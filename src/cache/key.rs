//! Cache Key Module
//!
//! Derives cache keys from a resource identifier and optional request params.
//!
//! A key is the identifier followed by the JSON form of the params, e.g.
//! `/products{"page":1}`. Pattern invalidation matches substrings of these
//! keys, so their textual form is part of the cache's contract.

use std::str::FromStr;

use serde_json::Value;

// == Key Mode ==
/// How params are serialized into a key.
#[derive(Debug, Clone, Copy, PartialEq, Eq, Default)]
pub enum KeyMode {
    /// Object keys sorted recursively, so structurally equal params always
    /// produce the same key.
    #[default]
    Canonical,
    /// Params serialized as-is, fields in the order they were inserted, so
    /// the same params built in a different order get a different key.
    Naive,
}

impl FromStr for KeyMode {
    type Err = String;

    fn from_str(s: &str) -> Result<Self, Self::Err> {
        match s.to_ascii_lowercase().as_str() {
            "canonical" => Ok(KeyMode::Canonical),
            "naive" => Ok(KeyMode::Naive),
            other => Err(format!("unknown key mode '{}'", other)),
        }
    }
}

// == Derive Key ==
/// Builds the cache key for `identifier` and `params`.
///
/// Absent or `null` params yield the identifier alone.
pub fn derive_key(identifier: &str, params: Option<&Value>, mode: KeyMode) -> String {
    let mut key = String::from(identifier);
    match params {
        None | Some(Value::Null) => {}
        Some(params) => match mode {
            KeyMode::Canonical => write_canonical(params, &mut key),
            KeyMode::Naive => key.push_str(&params.to_string()),
        },
    }
    key
}

fn write_canonical(value: &Value, out: &mut String) {
    match value {
        Value::Object(map) => {
            let mut fields: Vec<(&String, &Value)> = map.iter().collect();
            fields.sort_by(|a, b| a.0.cmp(b.0));

            out.push('{');
            for (i, (name, field)) in fields.into_iter().enumerate() {
                if i > 0 {
                    out.push(',');
                }
                out.push_str(&Value::String(name.clone()).to_string());
                out.push(':');
                write_canonical(field, out);
            }
            out.push('}');
        }
        Value::Array(items) => {
            out.push('[');
            for (i, item) in items.iter().enumerate() {
                if i > 0 {
                    out.push(',');
                }
                write_canonical(item, out);
            }
            out.push(']');
        }
        scalar => out.push_str(&scalar.to_string()),
    }
}

// == Unit Tests ==
#[cfg(test)]
mod tests {
    use super::*;
    use serde_json::{json, Map};

    #[test]
    fn test_key_without_params() {
        assert_eq!(derive_key("/products", None, KeyMode::Canonical), "/products");
        assert_eq!(
            derive_key("/products", Some(&Value::Null), KeyMode::Canonical),
            "/products"
        );
    }

    #[test]
    fn test_key_with_params() {
        let params = json!({"page": 1});
        assert_eq!(
            derive_key("/products", Some(&params), KeyMode::Canonical),
            r#"/products{"page":1}"#
        );
    }

    #[test]
    fn test_empty_object_params_are_kept() {
        let params = json!({});
        assert_eq!(derive_key("/cart", Some(&params), KeyMode::Naive), "/cart{}");
    }

    #[test]
    fn test_canonical_ignores_insertion_order() {
        let mut first = Map::new();
        first.insert("page".into(), json!(2));
        first.insert("limit".into(), json!(20));
        first.insert("filter".into(), json!({"z": true, "a": [3, {"y": 1, "b": 2}]}));

        let mut second = Map::new();
        second.insert("filter".into(), json!({"a": [3, {"b": 2, "y": 1}], "z": true}));
        second.insert("limit".into(), json!(20));
        second.insert("page".into(), json!(2));

        let a = derive_key("/products", Some(&Value::Object(first)), KeyMode::Canonical);
        let b = derive_key("/products", Some(&Value::Object(second)), KeyMode::Canonical);

        assert_eq!(a, b);
        assert_eq!(
            a,
            r#"/products{"filter":{"a":[3,{"b":2,"y":1}],"z":true},"limit":20,"page":2}"#
        );
    }

    #[test]
    fn test_naive_keeps_field_order() {
        let params: Value = serde_json::from_str(r#"{"page":1,"limit":20}"#).unwrap();

        assert_eq!(
            derive_key("/products", Some(&params), KeyMode::Naive),
            r#"/products{"page":1,"limit":20}"#
        );
        assert_eq!(
            derive_key("/products", Some(&params), KeyMode::Canonical),
            r#"/products{"limit":20,"page":1}"#
        );
    }

    #[test]
    fn test_naive_distinguishes_field_order() {
        let forward = json!({"page": 1, "limit": 20});
        let backward = json!({"limit": 20, "page": 1});

        assert_ne!(
            derive_key("/products", Some(&forward), KeyMode::Naive),
            derive_key("/products", Some(&backward), KeyMode::Naive)
        );
        assert_eq!(
            derive_key("/products", Some(&forward), KeyMode::Canonical),
            derive_key("/products", Some(&backward), KeyMode::Canonical)
        );
    }

    #[test]
    fn test_canonical_escapes_strings() {
        let params = json!({"q": "a\"b"});
        assert_eq!(
            derive_key("/search", Some(&params), KeyMode::Canonical),
            r#"/search{"q":"a\"b"}"#
        );
    }

    #[test]
    fn test_distinct_identifiers_do_not_collide() {
        let params = json!({"page": 1});
        assert_ne!(
            derive_key("/products", Some(&params), KeyMode::Canonical),
            derive_key("/categories", Some(&params), KeyMode::Canonical)
        );
    }

    #[test]
    fn test_key_mode_from_str() {
        assert_eq!("canonical".parse::<KeyMode>().unwrap(), KeyMode::Canonical);
        assert_eq!("NAIVE".parse::<KeyMode>().unwrap(), KeyMode::Naive);
        assert!("sorted".parse::<KeyMode>().is_err());
    }
}
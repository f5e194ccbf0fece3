//! API Module
//!
//! HTTP handlers and routing for the cache admin API.
//!
//! # Endpoints
//! - `GET /health` - Health check endpoint
//! - `GET /stats` - Stats of every cache
//! - `/caches/:domain/...` - Per-cache entry, invalidation and sweep operations

pub mod handlers;
pub mod routes;

pub use handlers::*;
pub use routes::create_router;
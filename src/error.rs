//! Error types for the response cache
//!
//! Provides unified error handling using thiserror.

use axum::{
    http::StatusCode,
    response::{IntoResponse, Response},
    Json,
};
use serde_json::json;
use thiserror::Error;

// == Cache Error Enum ==
/// Errors surfaced by the admin HTTP API.
///
/// Cache operations themselves never fail; these only describe bad requests
/// against the API and lookups that came back empty.
#[derive(Error, Debug)]
pub enum CacheError {
    /// No live entry at the derived key
    #[error("Key not found: {0}")]
    NotFound(String),

    /// Invalid request data
    #[error("Invalid request: {0}")]
    InvalidRequest(String),

    /// The path named a cache domain that does not exist
    #[error("Unknown cache: {0}")]
    UnknownCache(String),

    /// Internal server error
    #[error("Internal error: {0}")]
    Internal(String),
}

// == IntoResponse Implementation ==
impl IntoResponse for CacheError {
    fn into_response(self) -> Response {
        let status = match &self {
            CacheError::NotFound(_) => StatusCode::NOT_FOUND,
            CacheError::InvalidRequest(_) => StatusCode::BAD_REQUEST,
            CacheError::UnknownCache(_) => StatusCode::NOT_FOUND,
            CacheError::Internal(_) => StatusCode::INTERNAL_SERVER_ERROR,
        };

        let body = Json(json!({
            "error": self.to_string()
        }));

        (status, body).into_response()
    }
}

// == Result Type Alias ==
/// Convenience Result type for the admin API.
pub type Result<T> = std::result::Result<T, CacheError>;

// == Storage Error ==
/// Failures of the durable storage behind a persisted cache.
///
/// These are logged and swallowed by the cache; they never reach callers of
/// cache operations.
#[derive(Error, Debug)]
pub enum StorageError {
    #[error("storage I/O failed: {0}")]
    Io(#[from] std::io::Error),

    #[error("persisted data is malformed: {0}")]
    Serialization(#[from] serde_json::Error),

    #[error("storage unavailable: {0}")]
    Unavailable(String),
}

// == Fetch Error ==
/// Failures of a cache-aware HTTP fetch.
#[derive(Error, Debug)]
pub enum FetchError {
    #[error("request failed: {0}")]
    Http(#[from] reqwest::Error),

    #[error("HTTP error! status: {0}")]
    Status(u16),

    #[error("response is not valid JSON: {0}")]
    Decode(String),

    #[error("invalid params: {0}")]
    InvalidParams(String),
}
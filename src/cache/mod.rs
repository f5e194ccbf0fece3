//! Cache Module
//!
//! Bounded, TTL-based response caching with FIFO eviction, pattern
//! invalidation and optional best-effort persistence.

mod clock;
mod entry;
mod fetch;
mod key;
mod order;
mod persist;
mod registry;
mod stats;
mod storage;
mod store;


// Re-export public types
pub use clock::{Clock, ManualClock, SystemClock};
pub use entry::CacheEntry;
pub use fetch::get_or_fetch;
pub use key::{derive_key, KeyMode};
pub use order::InsertionOrder;
pub use persist::Persistence;
pub use registry::{CacheDomain, CacheRegistry, RegistryStats, SharedCache};
pub use stats::{CacheStats, StatsSnapshot};
pub use storage::{CacheStorage, FileStorage, MemoryStorage};
pub use store::ResponseCache;

// == Public Constants ==
/// Interval between expiry sweeps, in milliseconds
pub const DEFAULT_SWEEP_INTERVAL_MS: u64 = 60 * 1000;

* **REQUIRED WORK**:
From the listing, copy every line where the string "InvalidRequest" appears.

* **WRITTEN SOLUTION**:
    InvalidRequest(String),
            CacheError::InvalidRequest(_) => StatusCode::BAD_REQUEST,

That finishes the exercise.